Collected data
=== Section Start ===
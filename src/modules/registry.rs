//! Keyed registry of domain modules.
//!
//! Mutated only by `register` and `clear`; lookups never create entries.

use std::sync::Arc;
use dashmap::DashMap;

use crate::modules::ApiModule;

#[derive(Debug, Default)]
pub struct ModuleRegistry {
    modules: DashMap<String, Arc<ApiModule>>,
}

impl ModuleRegistry {
    pub fn new() -> Self {
        Self::default()
    }

    /// Register `name`, building it with `factory` only if absent.
    ///
    /// Registering an existing name returns the instance already held. The
    /// factory runs without any map lock held, so it may use the registry;
    /// if two callers race, the first insert wins and the other build is
    /// discarded.
    pub fn register<F>(&self, name: &str, factory: F) -> Arc<ApiModule>
    where
        F: FnOnce() -> ApiModule,
    {
        if let Some(existing) = self.get(name) {
            return existing;
        }

        let built = Arc::new(factory());
        self.modules
            .entry(name.to_string())
            .or_insert_with(|| {
                tracing::debug!(module = %name, "Registering module");
                built
            })
            .value()
            .clone()
    }

    pub fn get(&self, name: &str) -> Option<Arc<ApiModule>> {
        self.modules.get(name).map(|r| r.value().clone())
    }

    pub fn contains(&self, name: &str) -> bool {
        self.modules.contains_key(name)
    }

    /// All modules, ordered by name.
    pub fn all(&self) -> Vec<(String, Arc<ApiModule>)> {
        let mut modules: Vec<_> = self
            .modules
            .iter()
            .map(|r| (r.key().clone(), r.value().clone()))
            .collect();
        modules.sort_by(|a, b| a.0.cmp(&b.0));
        modules
    }

    pub fn names(&self) -> Vec<String> {
        self.all().into_iter().map(|(name, _)| name).collect()
    }

    pub fn len(&self) -> usize {
        self.modules.len()
    }

    pub fn is_empty(&self) -> bool {
        self.modules.is_empty()
    }

    pub fn clear(&self) {
        self.modules.clear();
    }
}

#[cfg(test)]
mod tests {
    use super::*;
    use crate::config::GatewayConfig;
    use crate::http::RequestExecutor;
    use crate::modules::{ModuleDescriptor, ModuleVersion};

    fn executor() -> Arc<RequestExecutor> {
        Arc::new(RequestExecutor::from_config(&GatewayConfig::default()).unwrap())
    }

    fn build(name: &str, executor: &Arc<RequestExecutor>) -> ApiModule {
        ApiModule::new(
            ModuleDescriptor::new(name, ModuleVersion::V2, name),
            executor.clone(),
        )
    }

    #[test]
    fn test_register_is_idempotent() {
        let registry = ModuleRegistry::new();
        let exec = executor();

        let first = registry.register("properties", || build("properties", &exec));
        let second = registry.register("properties", || panic!("factory must not run twice"));

        assert!(Arc::ptr_eq(&first, &second));
        assert_eq!(registry.len(), 1);
    }

    #[test]
    fn test_lookup_and_clear() {
        let registry = ModuleRegistry::new();
        let exec = executor();
        registry.register("rates", || build("rates", &exec));
        registry.register("bookings", || build("bookings", &exec));

        assert!(registry.contains("rates"));
        assert!(registry.get("missing").is_none());
        assert!(!registry.contains("missing"));
        assert_eq!(registry.names(), vec!["bookings", "rates"]);

        registry.clear();
        assert!(registry.is_empty());
        assert!(registry.get("rates").is_none());
    }

    #[test]
    fn test_factory_may_use_registry() {
        let registry = ModuleRegistry::new();
        let exec = executor();
        registry.register("rates", || build("rates", &exec));

        let channels = registry.register("channels", || {
            assert!(!registry.contains("channels"));
            assert!(registry.get("rates").is_some());
            registry.register("availability", || build("availability", &exec));
            build("channels", &exec)
        });

        assert_eq!(channels.name(), "channels");
        assert_eq!(registry.names(), vec!["availability", "channels", "rates"]);
    }

    #[test]
    fn test_modules_share_one_executor() {
        let registry = ModuleRegistry::new();
        let exec = executor();
        let a = registry.register("a", || build("a", &exec));
        let b = registry.register("b", || build("b", &exec));
        assert!(Arc::ptr_eq(a.executor(), b.executor()));
    }
}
=== Section End ===
Exercise
From the records above, copy every line that holds the word "DashMap".

Output
use dashmap::DashMap;
    modules: DashMap<String, Arc<ApiModule>>,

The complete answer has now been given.